Factors resulting in high risk for cardiovascular disease have been well studied in high income countries, but have been less well researched in low/middle income countries. This is despite robust theoretical evidence of environmental transitions in such countries which could result in biological adaptations that lead to increased hypertension and cardiovascular disease risk. Data from the South African Birth to Twenty cohort, Bone Health sub-sample (n=358, 47% female), were used to model associations between household socioeconomic status (SES) in infancy, household/neighbourhood SES at age 16 years, and systolic blood pressure (multivariate linear regression) and risk for systolic pre-hypertension (binary logistic regression).
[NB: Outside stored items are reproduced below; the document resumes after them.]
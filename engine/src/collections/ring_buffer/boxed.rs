// SPDX-FileCopyrightText: 2025 Jens Pitkänen <jens.pitkanen@helsinki.fi>
//
// SPDX-License-Identifier: GPL-3.0-or-later

use core::ops::{Deref, DerefMut};

use platform::Box;

use super::RingAllocationMetadata;

/// Owned pointer into a [`RingBuffer`](super::RingBuffer).
/// [`RingBuffer::free_box`](super::RingBuffer::free_box) instead of [`drop`]!
#[derive(Debug)]
pub struct RingBox<T: 'static> {
    pub(super) boxed: Box<T>,
    pub(super) metadata: RingAllocationMetadata,
}

impl<T> RingBox<T> {
    /// Splits this [`RingBox`] into its raw parts. Can be combined back with
    /// [`RingBox::from_parts`].
    ///
    /// Useful for cases where some API is expecting a [`Box`] and a deref isn't
    /// enough.
    pub fn into_parts(self) -> (Box<T>, RingAllocationMetadata) {
        (self.boxed, self.metadata)
    }

    /// ### Safety
    ///
    /// The parts passed in must be a pair returned by an earlier
    /// [`RingBox::into_parts`] call. Mixing up metadatas and boxes is not
    /// allowed, because it will result in aliased mutable borrows, so
    /// definitely very Undefined-Behavior.
    pub unsafe fn from_parts(boxed: Box<T>, metadata: RingAllocationMetadata) -> RingBox<T> {
        RingBox { boxed, metadata }
    }
}

impl<T> Deref for RingBox<T> {
    type Target = T;
    fn deref(&self) -> &Self::Target {
        &self.boxed
    }
}

impl<T> DerefMut for RingBox<T> {
    fn deref_mut(&mut self) -> &mut Self::Target {
        &mut self.boxed
    }
}
// SPDX-FileCopyrightText: 2025 Jens Pitkänen <jens.pitkanen@helsinki.fi>
//
// SPDX-License-Identifier: GPL-3.0-or-later

//! Binary container formats: the nestable tag/size/data chunk stream, and the
//! full ZIP reader/writer.

pub mod chunked;

#[cfg(feature = "zip")]
pub mod zip;
impl Writer {
    /// Creates an empty archive builder. Default compression level is -1
    /// (zlib's "default"), no password, no comment.
    pub fn new() -> Writer {
        Writer {
            buf: Vec::new(),
            compress_level: -1,
            password: Vec::new(),
            comment: Vec::new(),
            entries: Vec::new(),
            rng: HeaderRng(0x2F6E_2B15),
        }
    }

    /// Sets the Deflate level used by subsequent [`Writer::add_entry`] calls.
    /// `0` stores entries uncompressed; `-1` requests a default level;
    /// `1..=9` request increasing compression at the cost of speed.
    pub fn set_compress_level(&mut self, level: i8) {
        self.compress_level = level;
    }

    /// Sets (or clears, with an empty string) the password applied to
    /// subsequent entries.
    pub fn set_password(&mut self, password: &str) {
        self.password = password.as_bytes().to_vec();
    }

    /// Sets the archive-level comment, written into the end-of-central-
    /// directory record.
    pub fn set_zip_comment(&mut self, comment: &str) {
        self.comment = comment.as_bytes().to_vec();
    }

    fn compress(&self, data: &[u8]) -> (Method, Vec<u8>) {
        if self.compress_level == 0 {
            (Method::Store, data.to_vec())
        } else {
            let level = if self.compress_level < 0 { 6 } else { self.compress_level as u8 };
            (Method::Deflate, miniz_oxide::deflate::compress_to_vec(data, level))
        }
    }

    /// Adds an entry with the writer's current compression level and
    /// password, recording `timestamps` as the entry's modification time
    /// (and, if `ctime`/`atime` are present, an NTFS extra field).
    pub fn add_entry(&mut self, name: &str, data: &[u8], timestamps: Timestamps) {
        let crc = crc32fast::hash(data);
        let (method, mut payload) = self.compress(data);

        let mut flags = GPBF_UTF8;
        if !self.password.is_empty() {
            flags |= GPBF_ENCRYPTED;
            let mut header = [0u8; 12];
            for b in header.iter_mut().take(11) {
                *b = self.rng.next_byte();
            }
            header[11] = (crc >> 24) as u8;

            let mut cipher = ZipCrypto::new(&self.password);
            for b in header.iter_mut() {
                *b = cipher.encrypt_byte(*b);
            }
            for b in payload.iter_mut() {
                *b = cipher.encrypt_byte(*b);
            }
            let mut with_header = Vec::with_capacity(header.len() + payload.len());
            with_header.extend_from_slice(&header);
            with_header.extend_from_slice(&payload);
            payload = with_header;
        }

        let (dos_date, dos_time) = unix_to_dos_datetime(timestamps.mtime);
        let ntfs_extra = if timestamps.ctime.is_some() || timestamps.atime.is_some() {
            let mtime_ntfs = unix_to_ntfs_time(timestamps.mtime);
            let ctime_ntfs = unix_to_ntfs_time(timestamps.ctime.unwrap_or(timestamps.mtime));
            let atime_ntfs = unix_to_ntfs_time(timestamps.atime.unwrap_or(timestamps.mtime));
            let mut extra = vec![0u8; 4]; // reserved
            extra.extend_from_slice(&1u16.to_le_bytes()); // sub-tag 1: file times
            extra.extend_from_slice(&24u16.to_le_bytes()); // sub-tag size
            extra.extend_from_slice(&mtime_ntfs.to_le_bytes());
            extra.extend_from_slice(&atime_ntfs.to_le_bytes());
            extra.extend_from_slice(&ctime_ntfs.to_le_bytes());
            Some(extra)
        } else {
            None
        };

        let local_header_offset = self.buf.len() as u32;
        let name_bytes = name.as_bytes().to_vec();
        let method_id: u16 = match method {
            Method::Store => 0,
            Method::Deflate => 8,
        };
        let extra_len = ntfs_extra.as_ref().map_or(0, |e| e.len()) as u16;

        self.buf.extend_from_slice(&LOCAL_FILE_SIG.to_le_bytes());
        self.buf.extend_from_slice(&20u16.to_le_bytes()); // version needed
        self.buf.extend_from_slice(&flags.to_le_bytes());
        self.buf.extend_from_slice(&method_id.to_le_bytes());
        self.buf.extend_from_slice(&dos_time.to_le_bytes());
        self.buf.extend_from_slice(&dos_date.to_le_bytes());
        self.buf.extend_from_slice(&crc.to_le_bytes());
        self.buf.extend_from_slice(&(payload.len() as u32).to_le_bytes());
        self.buf.extend_from_slice(&(data.len() as u32).to_le_bytes());
        self.buf.extend_from_slice(&(name_bytes.len() as u16).to_le_bytes());
        self.buf.extend_from_slice(&extra_len.to_le_bytes());
        self.buf.extend_from_slice(&name_bytes);
        if let Some(extra) = &ntfs_extra {
            self.buf.extend_from_slice(&NTFS_EXTRA_SIG.to_le_bytes());
            self.buf.extend_from_slice(&(extra.len() as u16).to_le_bytes());
            self.buf.extend_from_slice(extra);
        }
        self.buf.extend_from_slice(&payload);

        self.entries.push(WrittenEntry {
            name: name_bytes,
            crc32: crc,
            uncompressed_size: data.len() as u32,
            compressed_size: payload.len() as u32,
            method,
            flags,
            dos_date,
            dos_time,
            ntfs_extra,
            local_header_offset,
            comment: Vec::new(),
        });
    }

    /// Finalizes the archive: writes the central directory and
    /// end-of-central-directory record, and returns the complete file bytes.
    pub fn finish(mut self) -> Vec<u8> {
        let cd_offset = self.buf.len() as u32;

        for entry in &self.entries {
            let method_id: u16 = match entry.method {
                Method::Store => 0,
                Method::Deflate => 8,
            };
            let extra_len = entry.ntfs_extra.as_ref().map_or(0, |e| e.len()) as u16;
            self.buf.extend_from_slice(&CENTRAL_DIR_SIG.to_le_bytes());
            self.buf.extend_from_slice(&0x0314u16.to_le_bytes()); // version made by (unix, 2.0)
            self.buf.extend_from_slice(&20u16.to_le_bytes()); // version needed
            self.buf.extend_from_slice(&entry.flags.to_le_bytes());
            self.buf.extend_from_slice(&method_id.to_le_bytes());
            self.buf.extend_from_slice(&entry.dos_time.to_le_bytes());
            self.buf.extend_from_slice(&entry.dos_date.to_le_bytes());
            self.buf.extend_from_slice(&entry.crc32.to_le_bytes());
            self.buf.extend_from_slice(&entry.compressed_size.to_le_bytes());
            self.buf.extend_from_slice(&entry.uncompressed_size.to_le_bytes());
            self.buf.extend_from_slice(&(entry.name.len() as u16).to_le_bytes());
            self.buf.extend_from_slice(&extra_len.to_le_bytes());
            self.buf.extend_from_slice(&(entry.comment.len() as u16).to_le_bytes());
            self.buf.extend_from_slice(&0u16.to_le_bytes()); // disk number start
            self.buf.extend_from_slice(&0u16.to_le_bytes()); // internal attrs
            self.buf.extend_from_slice(&0u32.to_le_bytes()); // external attrs
            self.buf.extend_from_slice(&entry.local_header_offset.to_le_bytes());
            self.buf.extend_from_slice(&entry.name);
            if let Some(extra) = &entry.ntfs_extra {
                self.buf.extend_from_slice(&NTFS_EXTRA_SIG.to_le_bytes());
                self.buf.extend_from_slice(&(extra.len() as u16).to_le_bytes());
                self.buf.extend_from_slice(extra);
            }
            self.buf.extend_from_slice(&entry.comment);
        }

        let cd_size = self.buf.len() as u32 - cd_offset;
        let entry_count = self.entries.len() as u16;

        self.buf.extend_from_slice(&EOCD_SIG.to_le_bytes());
        self.buf.extend_from_slice(&0u16.to_le_bytes()); // disk number
        self.buf.extend_from_slice(&0u16.to_le_bytes()); // disk with central dir
        self.buf.extend_from_slice(&entry_count.to_le_bytes());
        self.buf.extend_from_slice(&entry_count.to_le_bytes());
        self.buf.extend_from_slice(&cd_size.to_le_bytes());
        self.buf.extend_from_slice(&cd_offset.to_le_bytes());
        self.buf.extend_from_slice(&(self.comment.len() as u16).to_le_bytes());
        self.buf.extend_from_slice(&self.comment);

        self.buf
    }
}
Bivariate analyses revealed household/neighbourhood SES measures that were significantly associated with increased systolic blood pressure. These significant associations included improved household sanitation in infancy/16 years, caregiver owning the house in infancy and being in a higher tertile (higher SES) of indices measuring school problems/environment or neighbourhood services/problems/crime at 16 years of age. Multivariate analyses adjusted for sex, maternal age, birth weight, parity, smoking, term birth, height/body mass index at 16 years. In adjusted analyses, only one SES variable remained significant for females: those in the middle tertile of the crime prevention index had higher systolic blood pressure (β=3.52, SE=1.61) compared with the highest tertile (i.e. those with the highest crime prevention). In adjusted analyses, no SES variables were significantly associated with the systolic blood pressure of boys, or with the risk of systolic pre-hypertension in either sex. The lack of association between SES and systolic blood pressure/systolic pre-hypertension at age 16 years is consistent with other studies showing an equalization of adolescent health inequalities. Further testing of the association between SES and systolic blood pressure would be recommended in adulthood to see whether the lack of association persists.